U.S. soybean export sales have exceeded the government's full-year forecast three months early, setting the stage for a broadly expected upward revision in the government's projection. Strong demand from China, the world's top importer, pushed the year-to-date sales for the current marketing year that ends Aug. 31 to 1.2405 billion bushels, just above USDA's latest forecast for 1.24 billion bushels.

~Have a good weekend

Thursday, May 28, 2009

Thursday May 28, 2009

Corn futures closed higher on Thursday on fund buying and on a rally in wheat futures. Funds bought 7,000 corn futures contracts during the session. Wet weather may continue to slow crop plantings in Illinois and Indiana with better seeding weather elsewhere. Planting delays in key areas of the U.S. Corn Belt this spring could lead to tight supplies of corn during the next year, forcing prices higher and further threatening profit margins at ethanol plants and livestock companies. The slow pace of corn planting east of the Mississippi River, including major production states such as Illinois and Indiana, could cut ending stocks by as much as 35 percent, according to one analyst.
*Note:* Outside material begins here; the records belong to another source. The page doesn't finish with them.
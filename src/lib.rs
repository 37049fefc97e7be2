//! tc-seeker: an exam-slot seeker and transfer orchestrator.
//!
//! The crate watches one booking page (the *seeker* page) for slots that
//! match the operator's date and time preferences, reserves the best
//! match, and asks the operator over a messaging channel which *target*
//! page the reservation should be moved to. The move follows a
//! claim-before-release protocol: the target slot is reserved before the
//! seeker hold is given up, so the operator never ends up with nothing.
//!
//! The core is transport-agnostic. [`SlotSource`], [`ReservationAgent`]
//! and [`ResponseChannel`] are the seams; [`moodle`] and [`telegram`]
//! provide the production implementations, and tests script the seams
//! directly.
//!
//! ```no_run
//! use std::sync::Arc;
//! use tc_seeker::{
//!     MoodleClient, MoodleReservationAgent, MoodleSlotSource, SeekerOrchestrator, Settings,
//!     TelegramChannel,
//! };
//!
//! # async fn run() -> Result<(), Box<dyn std::error::Error>> {
//! let settings = Settings::from_file("config.toml")?;
//! let client = Arc::new(MoodleClient::new(&settings.moodle)?);
//! client.login().await?;
//!
//! let mut orchestrator = SeekerOrchestrator::new(
//!     &settings,
//!     Arc::new(MoodleSlotSource::new(client.clone())),
//!     Arc::new(MoodleReservationAgent::new(client)),
//!     Arc::new(TelegramChannel::connect(&settings.telegram)?),
//! );
//! orchestrator.run().await;
//! # Ok(())
//! # }
//! ```

pub mod booking;
pub mod channel;
pub mod config;
pub mod error;
pub mod filter;
pub mod moodle;
pub mod orchestrator;
pub mod retry;
pub mod slot;
pub mod source;
pub mod telegram;
pub mod transfer;

pub use booking::{ReservationAgent, ReservedHold};
pub use channel::{parse_target_choice, ConversationId, ResponseChannel};
pub use config::{Settings, SettingsBuilder};
pub use error::{Result, SeekerError};
pub use filter::{select, PreferenceWindow, SeenSlotMemory};
pub use moodle::{MoodleClient, MoodleReservationAgent, MoodleSlotSource};
pub use orchestrator::{Phase, RunEnd, SeekerOrchestrator};
pub use retry::{retry_async, RetryPolicy};
pub use slot::{HoldEpoch, HoldRecord, PageRef, Slot, SlotKey, TargetDescriptor};
pub use source::{SlotSnapshot, SlotSource};
pub use telegram::TelegramChannel;
pub use transfer::{PartialStage, TransferCoordinator, TransferOutcome};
Investment funds poured money into agricultural markets on Thursday, taking U.S. wheat to four-month highs amid a broad rally in other commodities. Gold prices hit two-month highs and silver nine-month peaks as funds also piled into precious metals to hedge against a weaker dollar.

U.S. soybean futures on the ended mixed on Thursday, with the nearby months pressured by profit-taking after this week's surge to an eight-month high above $12 a bushel, traders said.

Wednesday, May 27, 2009

Wednesday May 27, 2009

Grains today closed mixed in chicago. With corn losing only marginally yet ignoring sharply higher wheat values. Soybeans adding minimal gains in old crop and 7 cents in new. The Dow Jones losing 173 pts, Crude Oil gaining a modest $1/barrel, and the U.S. Dollar Index showing some bottoming action around 80pts.
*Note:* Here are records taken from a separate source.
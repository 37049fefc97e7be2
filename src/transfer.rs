//! TransferCoordinator: the seeker-to-target move protocol.
//!
//! The load-bearing ordering: claim the slot on the target page *before*
//! releasing the seeker hold. A transfer can briefly hold two slots but
//! never drops to zero on its own. Partial completion (target claimed,
//! seeker release failed) is a first-class outcome that the orchestrator
//! escalates rather than auto-corrects.

use std::fmt;
use std::sync::Arc;

use chrono::Utc;
use tracing::{debug, info, warn};

use crate::booking::ReservationAgent;
use crate::config::RetryConfig;
use crate::error::SeekerError;
use crate::retry::{is_retryable, retry_async, RetryPolicy};
use crate::slot::{HoldRecord, Slot, TargetDescriptor};
use crate::source::SlotSource;

/// Where a partially-completed transfer stopped.
#[derive(Debug, Clone, Copy, PartialEq, Eq)]
#[non_exhaustive]
pub enum PartialStage {
    /// The target reservation is real; releasing the seeker hold failed.
    /// The operator now holds two slots.
    TargetReservedSeekerHeld,
}

impl fmt::Display for PartialStage {
    fn fmt(&self, f: &mut fmt::Formatter<'_>) -> fmt::Result {
        match self {
            PartialStage::TargetReservedSeekerHeld => {
                write!(f, "target slot reserved, seeker hold not released")
            }
        }
    }
}

/// Tagged result of a transfer attempt. This is the contract the
/// orchestrator uses to decide whether the hold is cleared, retained, or
/// escalated.
#[derive(Debug)]
pub enum TransferOutcome {
    /// The hold now lives on the target page; the returned slot carries
    /// the target-side release token.
    Succeeded(Slot),
    /// The target had no matching slot (or lost the race for it).
    /// Nothing changed; the seeker hold is intact.
    TargetUnavailable,
    /// The dangerous case: custody is ambiguous. Never auto-remediated.
    PartiallyCompleted(PartialStage),
    /// The transfer failed before anything destructive happened.
    /// `permanent` distinguishes escalation from a human re-prompt.
    Failed { error: SeekerError, permanent: bool },
}

/// Executes the seeker-to-target move protocol.
pub struct TransferCoordinator {
    source: Arc<dyn SlotSource>,
    agent: Arc<dyn ReservationAgent>,
    retry: RetryConfig,
}

impl TransferCoordinator {
    pub fn new(
        source: Arc<dyn SlotSource>,
        agent: Arc<dyn ReservationAgent>,
        retry: RetryConfig,
    ) -> Self {
        Self {
            source,
            agent,
            retry,
        }
    }

    /// Move `hold` to `target`.
    ///
    /// Steps, each classified before proceeding:
    /// 1. fetch the target page; release any *different* prior hold there
    ///    (failure aborts the transfer before anything destructive);
    /// 2. find an available target slot at the hold's `(date, time)`;
    /// 3. reserve it (a prior target hold at the same moment skips 2-3);
    /// 4. only then release the seeker hold;
    /// 5. success.
    pub async fn transfer(&self, hold: &HoldRecord, target: &TargetDescriptor) -> TransferOutcome {
        info!(
            "starting transfer of {} to target '{}'",
            hold.slot, target.name
        );

        let source = self.source.clone();
        let mut policy = RetryPolicy::new(self.retry.clone());
        let snapshot = match retry_async(|| source.fetch(&target.page), &mut policy).await {
            Ok(snapshot) => snapshot,
            Err(error) => {
                warn!("could not observe target '{}': {}", target.name, error);
                return TransferOutcome::Failed {
                    permanent: true,
                    error,
                };
            }
        };

        // A prior hold on the target page at a different moment has to be
        // released first; the page allows one registration per operator.
        if let Some(prior) = snapshot
            .held
            .iter()
            .find(|held| !held.same_moment(&hold.slot))
        {
            let Some(prior_token) = prior.release_token.clone() else {
                return TransferOutcome::Failed {
                    error: SeekerError::parse("prior target hold has no release token"),
                    permanent: true,
                };
            };
            info!(
                "target '{}' already holds {}, releasing it first",
                target.name, prior
            );
            let agent = self.agent.clone();
            let mut policy = RetryPolicy::new(self.retry.clone());
            if let Err(error) = retry_async(|| agent.release(&prior_token), &mut policy).await {
                // Nothing destructive has happened yet; the seeker hold is
                // untouched, so the operator can simply try again.
                warn!(
                    "failed to release prior hold on target '{}': {}",
                    target.name, error
                );
                return TransferOutcome::Failed {
                    permanent: false,
                    error,
                };
            }
        }

        let reserved = match snapshot.held.iter().find(|h| h.same_moment(&hold.slot)) {
            // The target already holds the wanted moment (e.g. a retried
            // transfer whose release step failed last time).
            Some(existing) => existing.clone(),
            None => {
                let Some(candidate) = snapshot.available_at(&hold.slot) else {
                    info!(
                        "target '{}' has no slot at {}, nothing changed",
                        target.name, hold.slot
                    );
                    return TransferOutcome::TargetUnavailable;
                };

                // At-most-once intent: a reserve is never blindly retried.
                match self.agent.reserve(candidate).await {
                    Ok(reserved) => {
                        let mut slot = candidate.clone();
                        slot.release_token = Some(reserved.release_token);
                        slot.release_deadline = reserved.release_deadline;
                        slot
                    }
                    Err(SeekerError::Conflict) => {
                        info!(
                            "lost race for target slot {} on '{}'",
                            hold.slot, target.name
                        );
                        return TransferOutcome::TargetUnavailable;
                    }
                    Err(error) => {
                        let permanent = !is_retryable(&error);
                        warn!(
                            "reserving target slot on '{}' failed: {}",
                            target.name, error
                        );
                        return TransferOutcome::Failed { error, permanent };
                    }
                }
            }
        };

        info!("target slot reserved on '{}', releasing seeker hold", target.name);

        // The deadline governs the timeout path, not this one; still worth
        // knowing that a refusal here is expected rather than anomalous.
        let deadline_passed = hold.deadline_passed(Utc::now());
        if deadline_passed {
            debug!("seeker release deadline already passed, release may be refused");
        }

        let agent = self.agent.clone();
        let mut policy = RetryPolicy::new(self.retry.clone());
        match retry_async(|| agent.release(&hold.release_token), &mut policy).await {
            Ok(()) => {
                info!("transfer of {} to '{}' complete", hold.slot, target.name);
                TransferOutcome::Succeeded(reserved)
            }
            Err(error) => {
                if deadline_passed {
                    info!("seeker release refused past deadline: {}", error);
                } else {
                    warn!("seeker release failed after target reserve: {}", error);
                }
                TransferOutcome::PartiallyCompleted(PartialStage::TargetReservedSeekerHeld)
            }
        }
    }
}

impl fmt::Debug for TransferCoordinator {
    fn fmt(&self, f: &mut fmt::Formatter<'_>) -> fmt::Result {
        f.debug_struct("TransferCoordinator")
            .field("retry", &self.retry)
            .finish()
    }
}
//! SlotSource trait: read-only view of a booking page.

use async_trait::async_trait;
use std::fmt::Debug;

use crate::error::Result;
use crate::slot::{PageRef, Slot};

/// What a booking page currently shows: slots the operator already holds
/// there and slots open for reservation.
#[derive(Debug, Clone, Default)]
pub struct SlotSnapshot {
    pub held: Vec<Slot>,
    pub available: Vec<Slot>,
}

impl SlotSnapshot {
    /// Find an available slot at the given appointment moment.
    pub fn available_at(&self, wanted: &Slot) -> Option<&Slot> {
        self.available.iter().find(|s| s.same_moment(wanted))
    }
}

/// Read-only access to the current state of a booking page.
///
/// Implementations must distinguish a structural mismatch
/// (`SeekerError::Parse`) from a network failure (`SeekerError::Remote`):
/// the former is never retried.
#[async_trait]
pub trait SlotSource: Send + Sync + Debug {
    /// Fetch the page and return its held and available slots.
    /// Pure read; no remote side effects.
    async fn fetch(&self, page: &PageRef) -> Result<SlotSnapshot>;
}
Corn is caught technically range bound between the 20 day moving average being support@ 4.40 and 4.56 resistance basis December Futures. Fundamentally, the argument continues... Are the planting delays a problem? As far as the market is concerned, the corn crop in theory is planted. Thus, is rain bearish?? Though many see crude oils target price now in the mid 70's/barrel. Lending to some longer term support as usage is reported to be picking up next year.

Soybeans are being limited especially in old crop today as basis values are somewhat retreating. This prompting some liquidation in the July/Nov Soybean bull spread. Possibly, linked to US led military intervention with North Korea in which could limit some Asian Soybean business.

Jeff Neisler

Tuesday, May 26, 2009

Tuesday May 26th, 2009

USDA Planting Progress out today due to holiday yesterday.
U.S. Corn 82% vs. 62% last week with Iowa 97%, Illinois 62% vs 20% last week and 85% last year, and Indiana 55% as of Sunday.
Range of estimates were 80-85% so should be considered supportive to prices tonight.
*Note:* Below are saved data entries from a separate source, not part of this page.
fn parse_reserved_row(row: &ElementRef<'_>, section: &str) -> Option<ReservedCell> {
    let cells: Vec<ElementRef<'_>> = row.select(&sel("td")).collect();
    if cells.len() < 5 {
        return None;
    }

    let date_text: String = cells[1].text().collect::<String>().trim().to_string();
    let date = match NaiveDate::parse_from_str(&date_text, "%d.%m.%Y") {
        Ok(date) => date,
        Err(_) => {
            warn!("unparseable reserved-slot date '{}'", date_text);
            return None;
        }
    };

    let time_text: String = cells[2].text().collect::<String>().trim().to_string();
    let time = NaiveTime::parse_from_str(&time_text, "%H:%M").ok()?;

    let unregister_href = cells[4]
        .select(&sel("a"))
        .next()
        .and_then(|a| a.value().attr("href"))?
        .to_string();

    let deadline_text: String = cells[4].text().collect();
    let deadline = parse_release_deadline(&deadline_text, date);

    Some(ReservedCell {
        section: section.to_string(),
        date,
        time,
        unregister_href,
        deadline,
    })
}

/// Parse the "(do DD.MM. HH:MM)" release deadline next to the unregister
/// link. The year is taken from the slot's date (the deadline precedes
/// the appointment); the page's timezone offset is ignored.
fn parse_release_deadline(text: &str, slot_date: NaiveDate) -> Option<DateTime<Utc>> {
    let start = text.find("(do ")? + "(do ".len();
    let rest = &text[start..];
    let end = rest.find(')')?;
    let raw = rest[..end].trim();

    let parsed = NaiveDateTime::parse_from_str(
        &format!("{}{} ", raw, slot_date.year()),
        "%d.%m. %H:%M%Y ",
    );
    match parsed {
        Ok(naive) => Some(Utc.from_utc_datetime(&naive)),
        Err(_) => {
            warn!("unparseable release deadline '{}'", raw);
            None
        }
    }
}

fn first_error_box(html: &str) -> Option<String> {
    let document = Html::parse_document(html);
    document
        .select(&sel("div.alert-danger"))
        .next()
        .map(|div| div.text().collect::<String>().trim().to_string())
}

fn query_param(href: &str, key: &str) -> Option<String> {
    let query = match href.split_once('?') {
        Some((_, q)) => q,
        None => href,
    };
    let query = query.split('#').next().unwrap_or(query);
    for pair in query.split('&') {
        if let Some((k, v)) = pair.split_once('=') {
            if k == key {
                return Some(v.to_string());
            }
        }
    }
    None
}

/// Resolve a page-relative href against the page it came from.
fn resolve_href(page_url: &str, href: &str) -> String {
    if href.starts_with("http") {
        return href.to_string();
    }
    if let Some(stripped) = href.strip_prefix('?') {
        let base = page_url.split('?').next().unwrap_or(page_url);
        return format!("{base}?{stripped}");
    }
    if href.starts_with('/') {
        if let Some(scheme_end) = page_url.find("://") {
            let host_end = page_url[scheme_end + 3..]
                .find('/')
                .map(|i| scheme_end + 3 + i)
                .unwrap_or(page_url.len());
            return format!("{}{}", &page_url[..host_end], href);
        }
    }
    href.to_string()
}

#[cfg(test)]
mod tests {
    use super::*;

    const PAGE_URL: &str = "https://moodle.example/mod/tcb/view.php?id=776603";

    #[test]
    fn extracts_login_token() {
        let html = r#"<form><input type="hidden" name="logintoken" value="abc123"></form>"#;
        assert_eq!(extract_login_token(html).unwrap(), "abc123");
        assert!(extract_login_token("<form></form>").is_none());
    }

    #[test]
    fn parses_calendar_days() {
        let html = r#"
            <table>
              <tr>
                <td class="alert-success"><a href="?id=776603&day=2026-01-20&quiz=801703#tc">20 (456)</a></td>
                <td class="alert-danger"><a href="?id=776603&day=2026-01-21&quiz=801703#tc">21</a></td>
                <td class="alert-success"><a href="?id=776603&quiz=801703#tc">no day param</a></td>
              </tr>
            </table>
        "#;
        let days = parse_day_links(html);
        assert_eq!(days.len(), 1);
        assert_eq!(days[0].date, NaiveDate::from_ymd_opt(2026, 1, 20).unwrap());
    }

    #[test]
    fn parses_time_cells() {
        let html = r#"
            <table><tr>
              <td class="alert-success"><a href="?id=776603&quiz=801703&slot=413832#tc">15:50 - rezervovat (10)</a></td>
              <td class="alert-success"><a href="?id=776603&day=2026-01-20#tc">not a slot</a></td>
            </tr></table>
        "#;
        let cells = parse_time_cells(html);
        assert_eq!(cells.len(), 1);
        assert_eq!(cells[0].time, NaiveTime::from_hms_opt(15, 50, 0).unwrap());
        assert!(cells[0].href.contains("slot=413832"));
    }

    fn reserved_page() -> &'static str {
        r##"
            <h3>Test: <a href="#">UNIX exam</a></h3>
            <h4>Vaše rezervované termíny</h4>
            <table>
              <tr><th>#</th><th>Datum</th><th>Čas</th><th>Místo</th><th></th></tr>
              <tr>
                <td>1</td><td>15.01.2026</td><td>18:20</td><td>Hall A</td>
                <td><a href="?id=776603&unregister=407275#tc">odhlásit</a> (do 15.01. 16:20)</td>
              </tr>
            </table>
            <h3>Test: <a href="#">Databases exam</a></h3>
            <h4>Vaše rezervované termíny</h4>
            <table>
              <tr><th>#</th><th>Datum</th><th>Čas</th><th>Místo</th><th></th></tr>
              <tr>
                <td>1</td><td>20.01.2026</td><td>10:00</td><td>Hall B</td>
                <td><a href="?id=776603&unregister=407300#tc">odhlásit</a></td>
              </tr>
            </table>
        "##
    }

    fn fixture_today() -> NaiveDate {
        NaiveDate::from_ymd_opt(2026, 1, 1).unwrap()
    }

    #[test]
    fn parses_reserved_rows_per_section() {
        let cells = parse_reserved_slots(reserved_page(), Some("UNIX exam"), fixture_today());
        assert_eq!(cells.len(), 1);
        assert_eq!(cells[0].date, NaiveDate::from_ymd_opt(2026, 1, 15).unwrap());
        assert_eq!(cells[0].time, NaiveTime::from_hms_opt(18, 20, 0).unwrap());
        assert!(cells[0].unregister_href.contains("unregister=407275"));
        let deadline = cells[0].deadline.unwrap();
        assert_eq!(
            deadline,
            Utc.from_utc_datetime(
                &NaiveDate::from_ymd_opt(2026, 1, 15)
                    .unwrap()
                    .and_hms_opt(16, 20, 0)
                    .unwrap()
            )
        );
    }

    #[test]
    fn parses_all_sections_when_unnarrowed() {
        let cells = parse_reserved_slots(reserved_page(), None, fixture_today());
        assert_eq!(cells.len(), 2);
        assert_eq!(cells[1].section, "Databases exam");
        assert!(cells[1].deadline.is_none());
    }

    #[test]
    fn skips_reserved_rows_dated_before_today() {
        let html = r##"
            <h3>Test: <a href="#">UNIX exam</a></h3>
            <h4>Vaše rezervované termíny</h4>
            <table>
              <tr><th>#</th><th>Datum</th><th>Čas</th><th>Místo</th><th></th></tr>
              <tr>
                <td>1</td><td>15.01.2020</td><td>18:20</td><td>Hall A</td>
                <td><a href="?id=776603&unregister=1#tc">odhlásit</a></td>
              </tr>
              <tr>
                <td>2</td><td>15.01.2026</td><td>10:00</td><td>Hall A</td>
                <td><a href="?id=776603&unregister=2#tc">odhlásit</a></td>
              </tr>
            </table>
        "##;
        let cells = parse_reserved_slots(html, None, fixture_today());
        assert_eq!(cells.len(), 1);
        assert_eq!(cells[0].date, NaiveDate::from_ymd_opt(2026, 1, 15).unwrap());
    }

    #[test]
    fn finds_error_boxes() {
        let html = r#"<div class="alert alert-danger">Termín je obsazen</div>"#;
        assert_eq!(first_error_box(html).unwrap(), "Termín je obsazen");
        assert!(first_error_box("<div class=\"alert\">ok</div>").is_none());
    }

    #[test]
    fn resolves_hrefs() {
        assert_eq!(
            resolve_href(PAGE_URL, "?id=776603&slot=1#tc"),
            "https://moodle.example/mod/tcb/view.php?id=776603&slot=1#tc"
        );
        assert_eq!(
            resolve_href(PAGE_URL, "/mod/tcb/view.php?id=9"),
            "https://moodle.example/mod/tcb/view.php?id=9"
        );
        assert_eq!(resolve_href(PAGE_URL, "https://x.example/y"), "https://x.example/y");
    }

    #[test]
    fn query_param_handles_fragments() {
        assert_eq!(
            query_param("?id=776603&day=2026-01-20#tc", "day").unwrap(),
            "2026-01-20"
        );
        assert!(query_param("?id=776603#tc", "day").is_none());
    }
}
Soybean plantings for U.S. 48% vs 25% last week with Iowa 80%, Illinois 12%, and Indiana 25% done.

The stock market had a nice rally today based on "consumer confidence" going up amid all the bad financial reports and the impending General Motors bankruptcy.

Old crop soybeans again led the markets higher closing up 19.5 cents as chatter of China looking to buy 1-2 cargo ships of soybeans from Brazil and crude oil futures bouncing back from $2.00 lower overnight to 60 cents higher supported the markets.

Weather this week looks favorable for getting corn and soybeans finished.